**Work to complete**
Find the string "autocommit" in the listing below and return each line it appears in.

[[ Data shown, beginning ]]

//! Real SQL Server backend speaking TDS through `tiberius`.
//!
//! `tiberius` is async; every session owns a current-thread `tokio`
//! runtime and blocks on it, so callers see a plain synchronous API and
//! no runtime outlives the session.

use crate::backend::{Backend, Session};
use crate::error::{Error, Result};
use crate::types::{ConnectionParams, Row, Value};
use tiberius::{AuthMethod, Client, ColumnData, Config, ToSql};
use tokio::net::TcpStream;
use tokio::runtime::{Builder, Runtime};
use tokio_util::compat::{Compat, TokioAsyncWriteCompatExt};

type TdsClient = Client<Compat<TcpStream>>;

/// Backend that opens TDS connections over TCP.
pub struct TdsBackend {
    /// Accept the server certificate without validation
    trust_cert: bool,
}

impl TdsBackend {
    /// Create a backend that trusts the server certificate.
    pub fn new() -> Self {
        Self { trust_cert: true }
    }

    /// Toggle certificate trust.
    pub fn with_trust_cert(mut self, trust: bool) -> Self {
        self.trust_cert = trust;
        self
    }

    fn config(&self, params: &ConnectionParams) -> Config {
        let mut config = Config::new();
        config.host(&params.host);
        config.port(params.port);
        config.database(&params.database);
        config.authentication(AuthMethod::sql_server(
            &params.user,
            params.password.as_deref().unwrap_or_default(),
        ));
        if self.trust_cert {
            config.trust_cert();
        }
        config
    }
}

impl Default for TdsBackend {
    fn default() -> Self {
        Self::new()
    }
}

impl Backend for TdsBackend {
    fn connect(&self, params: &ConnectionParams, autocommit: bool) -> Result<Box<dyn Session>> {
        if let Some(charset) = &params.charset {
            log::debug!("TDS negotiates its own encoding, ignoring charset {charset}");
        }

        let runtime = Builder::new_current_thread().enable_io().build()?;
        let config = self.config(params);

        let tcp = runtime
            .block_on(TcpStream::connect(config.get_addr()))
            .map_err(|e| Error::Connection {
                message: format!("{}: {e}", params.address()),
            })?;
        tcp.set_nodelay(true)?;

        let client = runtime
            .block_on(Client::connect(config, tcp.compat_write()))
            .map_err(|e| Error::Connection {
                message: format!("{}: {e}", params.address()),
            })?;

        log::debug!(
            "Connected to {} as {} (database {})",
            params.address(),
            params.user,
            params.database
        );

        let mut session = TdsSession {
            runtime,
            client: Some(client),
            in_transaction: false,
        };

        if !autocommit {
            session.batch("BEGIN TRANSACTION")?;
            session.in_transaction = true;
        }

        Ok(Box::new(session))
    }
}

/// A blocking session over one TDS connection.
pub struct TdsSession {
    runtime: Runtime,
    client: Option<TdsClient>,
    in_transaction: bool,
}

impl TdsSession {
    /// Run a plain SQL batch and discard its results.
    ///
    /// Transaction control goes through here rather than `execute`, which
    /// wraps statements in `sp_executesql` and would trip the server's
    /// transaction-count check.
    fn batch(&mut self, sql: &str) -> Result<()> {
        let client = self.client.as_mut().ok_or(Error::Closed)?;
        self.runtime.block_on(async {
            client.simple_query(sql).await?.into_results().await?;
            Ok::<_, tiberius::error::Error>(())
        })?;
        Ok(())
    }
}

impl Session for TdsSession {
    fn query(&mut self, sql: &str) -> Result<Vec<Row>> {
        let client = self.client.as_mut().ok_or(Error::Closed)?;
        let rows = self
            .runtime
            .block_on(async { client.simple_query(sql).await?.into_first_result().await })?;
        Ok(rows.into_iter().map(convert_row).collect())
    }

    fn execute(&mut self, sql: &str) -> Result<u64> {
        let client = self.client.as_mut().ok_or(Error::Closed)?;
        let result = self.runtime.block_on(client.execute(sql, &[]))?;
        Ok(result.total())
    }

    fn call_procedure(&mut self, name: &str, args: &[&str]) -> Result<()> {
        let placeholders: Vec<String> = (1..=args.len()).map(|i| format!("@P{i}")).collect();
        let sql = format!("EXEC {} {}", name, placeholders.join(", "));
        let params: Vec<&dyn ToSql> = args.iter().map(|a| a as &dyn ToSql).collect();

        let client = self.client.as_mut().ok_or(Error::Closed)?;
        self.runtime.block_on(client.execute(sql.as_str(), &params))?;
        Ok(())
    }

    fn commit(&mut self) -> Result<()> {
        if self.in_transaction {
            self.batch("IF @@TRANCOUNT > 0 COMMIT TRANSACTION")?;
            self.in_transaction = false;
        }
        Ok(())
    }

    fn rollback(&mut self) -> Result<()> {
        if self.in_transaction {
            self.batch("IF @@TRANCOUNT > 0 ROLLBACK TRANSACTION")?;
            self.in_transaction = false;
        }
        Ok(())
    }

    fn close(&mut self) -> Result<()> {
        if let Some(client) = self.client.take() {
            self.runtime.block_on(client.close())?;
        }
        Ok(())
    }
}

fn convert_row(row: tiberius::Row) -> Row {
    let values = row
        .into_iter()
        .map(|cell| match cell {
            ColumnData::U8(Some(v)) => Value::Int(i64::from(v)),
            ColumnData::I16(Some(v)) => Value::Int(i64::from(v)),
            ColumnData::I32(Some(v)) => Value::Int(i64::from(v)),
            ColumnData::I64(Some(v)) => Value::Int(v),
            ColumnData::Bit(Some(v)) => Value::Int(i64::from(v)),
            ColumnData::String(Some(s)) => Value::Text(s.into_owned()),
            _ => Value::Null,
        })
        .collect();
    Row::new(values)
}
mod cli;
mod commands;
mod config;
mod connection;
mod engine;
mod error;
mod identity;
mod properties;
mod resource;
mod respond;
mod secrets;
#[cfg(test)]
mod testing;
mod ui;

use anyhow::Result;
use clap::{CommandFactory, Parser};
use clap_complete::generate;
use cli::{Cli, Command};
use config::Settings;
use std::io;

/// Global context for the application
pub struct Context {
    pub verbose: u8,
    pub quiet: bool,
}

fn main() -> Result<()> {
    let cli = Cli::parse();

    // Initialize logging based on verbosity
    let log_level = match cli.verbose {
        0 => log::LevelFilter::Warn,
        1 => log::LevelFilter::Info,
        2 => log::LevelFilter::Debug,
        _ => log::LevelFilter::Trace,
    };

    env_logger::Builder::new()
        .filter_level(if cli.quiet {
            log::LevelFilter::Error
        } else {
            log_level
        })
        .format_timestamp(None)
        .init();

    let ctx = Context {
        verbose: cli.verbose,
        quiet: cli.quiet,
    };

    let settings = || -> Result<Settings> {
        Ok(Settings::load(cli.config.as_deref())?
            .with_overrides(cli.strict_kinds, cli.secrets_file.clone()))
    };

    match &cli.command {
        Command::Handle { event, respond } => {
            commands::handle::run(&ctx, &settings()?, event, *respond)
        }
        Command::Validate { event } => commands::validate::run(&ctx, &settings()?, event),
        Command::Completions { shell } => {
            let mut cmd = Cli::command();
            generate(*shell, &mut cmd, "mssql-resources", &mut io::stdout());
            Ok(())
        }
    }
}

[[ Data shown, end ]]

**Answer for the task**
    fn connect(&self, params: &ConnectionParams, autocommit: bool) -> Result<Box<dyn Session>> {
        if !autocommit {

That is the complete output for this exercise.